AIM OF THE EXERCISE - From the entries below, copy exactly the lines from the one that contains "filename crates/api/src/error.rs" through the one that contains "to produce a", both included, and only those.

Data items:
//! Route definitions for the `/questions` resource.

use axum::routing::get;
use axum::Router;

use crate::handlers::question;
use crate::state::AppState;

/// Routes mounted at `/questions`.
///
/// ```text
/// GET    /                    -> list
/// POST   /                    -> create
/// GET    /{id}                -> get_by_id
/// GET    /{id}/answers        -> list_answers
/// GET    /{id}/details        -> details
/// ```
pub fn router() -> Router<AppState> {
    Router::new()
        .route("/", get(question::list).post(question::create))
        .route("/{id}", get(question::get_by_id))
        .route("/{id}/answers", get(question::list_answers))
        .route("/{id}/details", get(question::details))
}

---

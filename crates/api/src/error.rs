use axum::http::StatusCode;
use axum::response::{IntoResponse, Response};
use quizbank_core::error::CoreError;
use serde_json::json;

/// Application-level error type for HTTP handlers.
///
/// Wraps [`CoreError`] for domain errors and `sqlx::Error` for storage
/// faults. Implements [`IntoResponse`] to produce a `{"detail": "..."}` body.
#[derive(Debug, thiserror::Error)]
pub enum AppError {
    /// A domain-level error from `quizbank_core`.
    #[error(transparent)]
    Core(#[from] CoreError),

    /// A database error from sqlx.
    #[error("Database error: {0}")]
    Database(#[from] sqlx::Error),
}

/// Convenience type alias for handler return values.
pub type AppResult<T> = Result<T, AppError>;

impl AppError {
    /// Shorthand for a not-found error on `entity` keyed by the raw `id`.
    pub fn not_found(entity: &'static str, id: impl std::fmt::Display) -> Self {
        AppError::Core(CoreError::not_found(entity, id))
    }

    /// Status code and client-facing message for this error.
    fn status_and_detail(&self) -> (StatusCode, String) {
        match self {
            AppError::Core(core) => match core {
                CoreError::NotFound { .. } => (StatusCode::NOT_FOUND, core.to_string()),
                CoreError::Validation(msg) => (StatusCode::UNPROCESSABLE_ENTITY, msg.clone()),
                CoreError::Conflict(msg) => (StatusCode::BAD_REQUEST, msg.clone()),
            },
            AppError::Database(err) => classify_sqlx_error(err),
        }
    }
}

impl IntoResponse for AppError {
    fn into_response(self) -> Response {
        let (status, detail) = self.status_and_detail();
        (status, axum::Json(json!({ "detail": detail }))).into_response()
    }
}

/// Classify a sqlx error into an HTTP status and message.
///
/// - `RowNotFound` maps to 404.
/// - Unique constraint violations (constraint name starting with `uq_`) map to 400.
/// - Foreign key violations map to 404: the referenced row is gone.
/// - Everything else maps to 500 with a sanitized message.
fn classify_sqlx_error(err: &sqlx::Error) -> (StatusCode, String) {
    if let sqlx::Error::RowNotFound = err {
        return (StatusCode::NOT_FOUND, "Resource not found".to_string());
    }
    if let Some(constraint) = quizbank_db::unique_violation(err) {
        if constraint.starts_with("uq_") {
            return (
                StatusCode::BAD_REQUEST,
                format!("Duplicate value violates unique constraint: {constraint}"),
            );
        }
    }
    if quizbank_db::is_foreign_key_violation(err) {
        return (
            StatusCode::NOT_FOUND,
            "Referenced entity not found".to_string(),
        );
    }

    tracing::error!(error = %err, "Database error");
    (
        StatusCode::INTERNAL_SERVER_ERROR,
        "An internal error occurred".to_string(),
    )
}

* * *

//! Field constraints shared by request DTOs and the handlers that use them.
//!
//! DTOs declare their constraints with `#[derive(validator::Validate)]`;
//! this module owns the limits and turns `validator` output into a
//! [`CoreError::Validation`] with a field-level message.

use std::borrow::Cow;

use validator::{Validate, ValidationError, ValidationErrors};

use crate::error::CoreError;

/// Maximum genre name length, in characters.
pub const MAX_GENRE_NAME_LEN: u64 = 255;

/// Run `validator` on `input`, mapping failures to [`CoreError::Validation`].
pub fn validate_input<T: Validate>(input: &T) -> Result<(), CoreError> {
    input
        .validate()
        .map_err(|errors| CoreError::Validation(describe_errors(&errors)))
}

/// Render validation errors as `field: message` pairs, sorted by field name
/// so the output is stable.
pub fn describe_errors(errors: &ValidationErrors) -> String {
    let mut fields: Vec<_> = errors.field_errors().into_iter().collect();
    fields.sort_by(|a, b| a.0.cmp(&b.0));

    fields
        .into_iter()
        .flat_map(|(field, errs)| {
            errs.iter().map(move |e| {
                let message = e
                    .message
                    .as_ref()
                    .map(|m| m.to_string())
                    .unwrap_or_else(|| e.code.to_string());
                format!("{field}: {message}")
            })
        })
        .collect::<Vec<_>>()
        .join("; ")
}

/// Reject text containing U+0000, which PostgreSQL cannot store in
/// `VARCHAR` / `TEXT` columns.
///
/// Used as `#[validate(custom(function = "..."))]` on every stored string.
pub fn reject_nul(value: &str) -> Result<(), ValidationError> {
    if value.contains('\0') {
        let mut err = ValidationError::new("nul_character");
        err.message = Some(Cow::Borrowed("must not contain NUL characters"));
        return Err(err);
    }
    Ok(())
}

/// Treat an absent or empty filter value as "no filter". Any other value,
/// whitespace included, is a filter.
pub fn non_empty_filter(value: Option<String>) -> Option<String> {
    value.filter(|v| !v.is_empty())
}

SOLUTION TO THE EXERCISE -
filename crates/api/src/error.rs
use axum::http::StatusCode;
use axum::response::{IntoResponse, Response};
use quizbank_core::error::CoreError;
use serde_json::json;

/// Application-level error type for HTTP handlers.
///
/// Wraps [`CoreError`] for domain errors and `sqlx::Error` for storage
/// faults. Implements [`IntoResponse`] to produce a `{"detail": "..."}` body.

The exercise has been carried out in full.